Tuesday, June 22, 2010

Physician, heal thyself

I have an undistinguished B Sc degree. I am a very minor politician and I work in marketing and it is for the last of these that I apologise.

Last night I was fortunate enough to be invited to attend the annual lecture of Sense about Science. The key speaker was Dr Fiona Godlee, the editor of the British Medical Journal, who combined being interesting, thoughtful, thought-provoking and witty.

The essence of her presentation involved failures in science, particularly medicine. In many cases the culprit was business. For example, she showed how business-sponsored scientific reviews of medical products were almost always positive, while independent reviews were far more mixed. Is it likely that these sponsored reviews are unbiased? Statistically the answer is no: the probability is so remote that it cannot be taken seriously. Over fiften or twenty minutes she presented her case cogently and with eloquence.

I started to disagree with her when she looked at some ways to address the problem. I must say I did so with trepidation. As I have already said, I have an undistinguished BSc while she has a strong scientific resume. But since my view is based on the philosophy of science (if that is not too grand a term), I'm going to put it forward anyway.

In the Olden Days, when I was at school, there was a fairly simple approach to science. It went roughly as follows:

  1. A scientist would think of an idea - the hypothesis.
  2. She would devise an experiment to test it.
  3. She would run the experiment and collect the necessary and relevant data.
  4. If the data supported the idea, it would become a new theory.
  5. Other scientists could repeat the process and get the same results, so independently validating the theory.

Intellectually this works. Practically, in the real world, it sometimes breaks down. For example, developing new drugs is extraordinarily expensive. Pharmaceutical companies invest huge amounts of money in each new drug and their scientists invest years of their lives. The must be a great temptation, even in the most scrupulous scientist, to look for the good effects and play down the bad. Possibly that may be succumbed to unconsciously: perhaps dismissing a strange result as an outlier. The commercial pressures will be there too.

At present, science does too little to eliminate opportunities for these errors or for fraud. I suspect outright fraud is fairly rare, although cases such as


show that they happen often enough to reach the mainstream media.

If I understood her correctly, the core of Dr Godlee's proposals to address these problems was to reduce commercial involvement in science, especially medicine. I think that would be wrong.

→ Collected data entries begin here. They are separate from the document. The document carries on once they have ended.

//! Speech recognition capability

/// Recognition session parameters
#[derive(Debug, Clone, PartialEq, Eq)]
pub struct RecognitionOptions {
    /// Keep listening across utterances
    pub continuous: bool,
    /// Deliver partial transcripts
    pub interim_results: bool,
    /// BCP 47 locale
    pub locale: &'static str,
    /// Alternatives per result
    pub max_alternatives: u32,
}

impl Default for RecognitionOptions {
    fn default() -> Self {
        Self {
            continuous: true,
            interim_results: true,
            locale: "en-US",
            max_alternatives: 1,
        }
    }
}

/// Recognition failure
#[derive(Debug, Clone, PartialEq, Eq, thiserror::Error)]
pub enum RecognitionError {
    /// Session heard nothing
    #[error("no speech detected")]
    NoSpeech,

    /// Microphone permission refused
    #[error("microphone access denied")]
    NotAllowed,

    /// Session aborted by the platform
    #[error("recognition aborted")]
    Aborted,

    /// No working microphone
    #[error("audio capture failed")]
    AudioCapture,

    /// Recognition service unreachable
    #[error("network error")]
    Network,

    /// `start` called on a running session
    #[error("recognition already started")]
    AlreadyStarted,

    /// Platform has no recognizer
    #[error("speech recognition unsupported")]
    Unsupported,

    /// Anything else, with the platform's code
    #[error("recognition error: {0}")]
    Other(String),
}

impl RecognitionError {
    /// Map a platform error code ("no-speech", "not-allowed", ...)
    #[must_use]
    pub fn from_code(code: &str) -> Self {
        match code {
            "no-speech" => Self::NoSpeech,
            "not-allowed" | "service-not-allowed" => Self::NotAllowed,
            "aborted" => Self::Aborted,
            "audio-capture" => Self::AudioCapture,
            "network" => Self::Network,
            other => Self::Other(other.to_string()),
        }
    }

    /// Whether listening must stop until the user starts it again
    #[inline]
    #[must_use]
    pub fn is_fatal(&self) -> bool {
        matches!(self, Self::NotAllowed | Self::Unsupported)
    }

    /// Live-region text for this error
    #[must_use]
    pub fn announcement(&self) -> String {
        match self {
            Self::NoSpeech => "No speech detected. Please try again.".to_string(),
            Self::NotAllowed => {
                "Microphone access denied. Please enable microphone permissions.".to_string()
            }
            Self::Unsupported => "Voice recognition is not supported on this device.".to_string(),
            other => format!("Voice recognition problem: {other}. Listening continues."),
        }
    }
}

/// Event pushed back by a recognizer
#[derive(Debug, Clone, PartialEq, Eq)]
pub enum RecognitionEvent {
    /// Transcript, partial or final
    Result {
        /// Best alternative
        transcript: String,
        /// Whether the utterance is complete
        is_final: bool,
    },
    /// Session error
    Error(RecognitionError),
    /// Session ended
    End,
}

impl RecognitionEvent {
    /// Final transcript event
    #[must_use]
    pub fn final_result(transcript: impl Into<String>) -> Self {
        Self::Result {
            transcript: transcript.into(),
            is_final: true,
        }
    }

    /// Partial transcript event
    #[must_use]
    pub fn interim(transcript: impl Into<String>) -> Self {
        Self::Result {
            transcript: transcript.into(),
            is_final: false,
        }
    }
}

/// Speech recognition backend
///
/// Events are delivered by the host to the owning controller's
/// `handle_event`.
pub trait SpeechRecognizer: Send + Sync {
    /// Begin a session
    ///
    /// # Errors
    /// The platform refused to start; `NotAllowed` is fatal.
    fn start(&self, options: &RecognitionOptions) -> Result<(), RecognitionError>;

    /// End the current session, if any
    fn stop(&self);
}
//! Continuous recognition controller against fake recognizer and page

use pretty_assertions::assert_eq;
use proptest::prelude::*;
use std::sync::Arc;
use std::time::Duration;
use tili_input::{
    Action, ContinuousRecognitionController, ControllerSettings, ListeningState, Navigator,
    PageSurface, RecognitionError, RecognitionEvent, Section, SpeechRecognizer,
};
use tili_prefs::{Flag, Value};
use tili_test_utils::{FakePage, FakeRecognizer, Harness, RecordingNavigator};

struct Fixture {
    harness: Harness,
    recognizer: Arc<FakeRecognizer>,
    page: Arc<FakePage>,
    navigator: Arc<RecordingNavigator>,
    controller: ContinuousRecognitionController,
}

impl Fixture {
    fn new(needs: &[&str], page: FakePage) -> Self {
        Self::with_settings(needs, page, ControllerSettings::default())
    }

    fn with_settings(needs: &[&str], page: FakePage, settings: ControllerSettings) -> Self {
        let harness = Harness::with_needs(needs);
        let recognizer = Arc::new(FakeRecognizer::new());
        let page = Arc::new(page);
        let navigator = Arc::new(RecordingNavigator::new());
        let controller = ContinuousRecognitionController::new(
            harness.engine.clone(),
            Arc::clone(&recognizer) as Arc<dyn SpeechRecognizer>,
            Arc::clone(&page) as Arc<dyn PageSurface>,
            Arc::clone(&navigator) as Arc<dyn Navigator>,
            settings,
        );
        Self {
            harness,
            recognizer,
            page,
            navigator,
            controller,
        }
    }

    /// Attached controller for a blind user on the dashboard
    fn listening() -> Self {
        let fixture = Self::new(
            &["cant-see"],
            FakePage::new("dashboard")
                .with_title("Dashboard")
                .with_buttons(&["Save", "Cancel"]),
        );
        fixture.controller.attach();
        fixture
    }

    fn say(&self, utterance: &str) -> Option<tili_input::Command> {
        self.controller
            .handle_event(RecognitionEvent::final_result(utterance))
    }

    /// Platform ends the session, as it does after silence
    fn end(&self) {
        self.recognizer.end_session();
        self.controller.handle_event(RecognitionEvent::End);
    }

    fn set_voice_navigation(&self, on: bool) {
        self.harness
            .store
            .set(Flag::VoiceNavigation, Value::Bool(on))
            .unwrap();
    }
}

#[test]
fn attach_starts_when_voice_navigation_is_on() {
    let fixture = Fixture::listening();

    assert_eq!(fixture.controller.state(), ListeningState::Listening);
    assert_eq!(fixture.recognizer.starts(), 1);
    assert!(fixture
        .harness
        .live
        .contains("Voice navigation activated. Say commands like"));

    let options = fixture.recognizer.last_options().unwrap();
    assert!(options.continuous);
    assert_eq!(options.locale, "en-US");
}

#[test]
fn continuous_voice_input_changes_activation_message() {
    let fixture = Fixture::new(&["cant-use-hands"], FakePage::new("dashboard"));
    fixture.controller.attach();

    assert!(fixture.harness.live.contains("listening continuously"));
}

#[test]
fn attach_stays_idle_by_default() {
    let fixture = Fixture::new(&[], FakePage::new("dashboard"));
    fixture.controller.attach();

    assert_eq!(fixture.controller.state(), ListeningState::Idle);
    assert_eq!(fixture.recognizer.starts(), 0);
}

#[test]
fn follows_the_preference() {
    let fixture = Fixture::new(&[], FakePage::new("dashboard"));
    fixture.controller.attach();

    fixture.set_voice_navigation(true);
    assert_eq!(fixture.controller.state(), ListeningState::Listening);

    fixture.set_voice_navigation(false);
    assert_eq!(fixture.controller.state(), ListeningState::Idle);
    assert_eq!(fixture.recognizer.stops(), 1);
    assert_eq!(
        fixture.harness.live.last().as_deref(),
        Some("Voice navigation deactivated")
    );
}

#[test]
fn unrelated_store_writes_do_not_restart_a_stopped_session() {
    let fixture = Fixture::listening();

    fixture.controller.stop();
    fixture
        .harness
        .store
        .set(Flag::HapticFeedback, Value::Bool(true))
        .unwrap();

    assert_eq!(fixture.controller.state(), ListeningState::Idle);
    assert_eq!(fixture.recognizer.starts(), 1);
}

#[test]
fn start_and_stop_are_idempotent() {
    let fixture = Fixture::listening();

    fixture.controller.start();
    assert_eq!(fixture.recognizer.starts(), 1);

    fixture.controller.stop();
    fixture.controller.stop();
    assert_eq!(fixture.recognizer.stops(), 1);
    assert_eq!(fixture.controller.state(), ListeningState::Idle);
}

#[test]
fn ended_session_restarts_after_delay() {
    let fixture = Fixture::listening();

    for round in 1..=5 {
        fixture.end();
        assert_eq!(fixture.controller.state(), ListeningState::Restarting);
        fixture.harness.advance_ms(99);
        assert_eq!(fixture.controller.state(), ListeningState::Restarting);
        fixture.harness.advance_ms(1);
        assert_eq!(fixture.controller.state(), ListeningState::Listening);
        assert_eq!(fixture.controller.stats().restarts, round);
    }

    assert_eq!(fixture.recognizer.starts(), 6);
    assert_eq!(fixture.recognizer.max_live_sessions(), 1);
}

#[test]
fn duplicate_end_events_schedule_one_restart() {
    let fixture = Fixture::listening();

    fixture.end();
    fixture.controller.handle_event(RecognitionEvent::End);
    fixture.controller.handle_event(RecognitionEvent::End);

    assert_eq!(fixture.harness.timer.pending(), 1);
    fixture.harness.advance_ms(100);
    assert_eq!(fixture.recognizer.starts(), 2);
}

#[test]
fn disabling_mid_restart_cancels_the_restart() {
    let fixture = Fixture::listening();

    fixture.end();
    fixture.set_voice_navigation(false);
    fixture.harness.advance(Duration::from_secs(1));

    assert_eq!(fixture.controller.state(), ListeningState::Idle);
    assert_eq!(fixture.recognizer.starts(), 1);
    assert_eq!(fixture.harness.timer.pending(), 0);
}

#[test]
fn permission_denial_blocks_auto_start() {
    let fixture = Fixture::new(&["cant-see"], FakePage::new("dashboard"));
    fixture.recognizer.deny_permission();
    fixture.controller.attach();

    assert_eq!(fixture.controller.state(), ListeningState::Idle);
    assert!(fixture.controller.is_auto_start_blocked());
    assert!(fixture
        .harness
        .live
        .contains("Failed to start voice navigation. Please check microphone permissions."));

    fixture.recognizer.allow();
    fixture.set_voice_navigation(false);
    fixture.set_voice_navigation(true);
    assert_eq!(fixture.controller.state(), ListeningState::Idle);

    fixture.controller.start();
    assert_eq!(fixture.controller.state(), ListeningState::Listening);
    assert!(!fixture.controller.is_auto_start_blocked());
}

#[test]
fn fatal_error_event_stops_listening() {
    let fixture = Fixture::listening();

    fixture
        .controller
        .handle_event(RecognitionEvent::Error(RecognitionError::NotAllowed));
    fixture.controller.handle_event(RecognitionEvent::End);

    assert_eq!(fixture.controller.state(), ListeningState::Idle);
    assert_eq!(fixture.harness.timer.pending(), 0);
    assert!(!fixture.recognizer.is_active());
    assert!(fixture
        .harness
        .live
        .contains("Microphone access denied. Please enable microphone permissions."));
}

#[test]
fn recoverable_error_keeps_the_loop_alive() {
    let fixture = Fixture::listening();

    fixture
        .controller
        .handle_event(RecognitionEvent::Error(RecognitionError::NoSpeech));
    assert_eq!(
        fixture.harness.live.last().as_deref(),
        Some("No speech detected. Please try again.")
    );
    assert_eq!(fixture.controller.state(), ListeningState::Listening);

    fixture.end();
    fixture.harness.advance_ms(100);
    assert_eq!(fixture.controller.state(), ListeningState::Listening);
    assert_eq!(fixture.controller.stats().errors, 1);
}

#[test]
fn failed_restart_retries_until_the_recognizer_recovers() {
    let fixture = Fixture::listening();

    fixture.end();
    fixture.recognizer.fail_with(RecognitionError::Network);
    fixture.harness.advance_ms(100);

    assert_eq!(fixture.controller.state(), ListeningState::Restarting);
    assert!(!fixture.controller.is_auto_start_blocked());
    assert!(fixture
        .harness
        .live
        .contains("Voice recognition problem: network error"));
    assert_eq!(fixture.harness.timer.pending(), 1);

    fixture.harness.advance_ms(100);
    assert_eq!(fixture.controller.state(), ListeningState::Restarting);

    fixture.recognizer.allow();
    fixture.harness.advance_ms(100);
    assert_eq!(fixture.controller.state(), ListeningState::Listening);
    assert!(fixture.recognizer.is_active());
    assert_eq!(fixture.recognizer.starts(), 2);
    assert_eq!(fixture.controller.stats().errors, 2);
}

#[test]
fn failed_restart_with_denied_permission_goes_idle() {
    let fixture = Fixture::listening();

    fixture.end();
    fixture.recognizer.deny_permission();
    fixture.harness.advance_ms(100);

    assert_eq!(fixture.controller.state(), ListeningState::Idle);
    assert!(fixture.controller.is_auto_start_blocked());
    assert_eq!(fixture.harness.timer.pending(), 0);
}

#[test]
fn stop_cancels_a_pending_retry() {
    let fixture = Fixture::listening();

    fixture.end();
    fixture.recognizer.fail_with(RecognitionError::AudioCapture);
    fixture.harness.advance_ms(100);
    fixture.controller.stop();
    fixture.recognizer.allow();
    fixture.harness.advance_ms(1_000);

    assert_eq!(fixture.controller.state(), ListeningState::Idle);
    assert_eq!(fixture.recognizer.starts(), 1);
}

#[test]
fn navigation_announces_and_defers_arrival() {
    let fixture = Fixture::listening();

    let command = fixture.say("go to projects").unwrap();

    assert_eq!(command.target, Some(Section::Projects));
    assert_eq!(fixture.navigator.navigations(), vec![Section::Projects]);
    assert_eq!(
        fixture.harness.synth.last().as_deref(),
        Some("Navigating to Projects")
    );

    fixture.harness.advance_ms(500);
    assert_eq!(
        fixture.harness.synth.last().as_deref(),
        Some("You are now on the Dashboard page. Say \"help\" to hear available commands.")
    );
}

#[test]
fn arrival_is_skipped_once_stopped() {
    let fixture = Fixture::listening();

    fixture.say("documents");
    fixture.controller.stop();
    fixture.harness.advance_ms(500);

    assert_eq!(
        fixture.harness.synth.last().as_deref(),
        Some("Voice navigation deactivated")
    );
}
use tili_cli::{build_cli, dispatch, init_tracing};

fn main() {
    let matches = build_cli().get_matches();
    init_tracing(matches.get_flag("log-json"));

    match dispatch(&matches) {
        Ok(output) => {
            if !output.is_empty() {
                println!("{output}");
            }
        }
        Err(e) => {
            eprintln!("error: {e:#}");
            std::process::exit(1);
        }
    }
}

Science needs to look more to itself. Some of the finest brains in the past few centuries have been involved in science: why then is the very core of science, the scientific method, so subject to abuse?

I suggest that a fundamental issue is that scientific research is not sufficiently open to a basic commercial technique: audit. If at key stages research was subject to audit, the results would be more credible. This does not mean making the data or area of research prematurely public but it would mean that when it came to submit a paper for publication or to launch a new product there would be confidence that the research had been adequately conducted.

Who could do this auditing? I think that is less important than defining how it is done. For example, in the UK perhaps the Russell Group of universities could define: what independent checks should be made in each key area of science as that research progressed; what records must be verifiably submitted at each stage; what are acceptable ways of discounting results ("the subject died in a car accident") and unacceptable ("this outlier was so different that I suspect a measurement error was made").

This would not replace peer review. It would give reviewers greater confidence in the underlying methods and might well give them access to the underlying data.

It would benefit science. It would also benefit commerce: whether in medical, physical, chemical or any other area of scientific endeavour, the results of audited research would rightly be more trusted.

This, I think comes back to Dr Godlee's fundamental point: unreliable research undermines good science. If we can improve standards in research it will be of benefit not just to the scientific community but also to the public at large. Trustworthy results will lead to better decision-making, whether it means buying a new pill or investing in technology.

And should that day happen, I won't have to apologise for being in marketing.

2 comments:

Sciencecarol said...

Hi,

Came across your blog as a result of your posting on Bad Science, and was interested becasue I had some thoughts along this vein myself and blogged about them here http://sciencecarol.wordpress.com/2010/07/13/sense-about-science-annual-lecture-dr-fiona-godlee/ I hadn't really thought about it from the point of view you put but I did kind of agree with you. The only problem with your suggestion is that the checks would need to be done on an international basis and the Russell Group, if at all, would only be able to be responsible for the UK. Much harder to implement! It's an interesting discussion though.

Sean said...

Hello Carol

Well things have been a bit busy in my personal life recently and my attention to this blog has suffered, so my apologies for not replying earlier.

Bear in mind the first statement I made that I have a very undistinguished science degree. So I am not best placed to say how things could be improved, although that won't stop me from makiing suggestions! To me, "how" the method could be made more robust can be decided largely by scientists (and may vary across disciplines).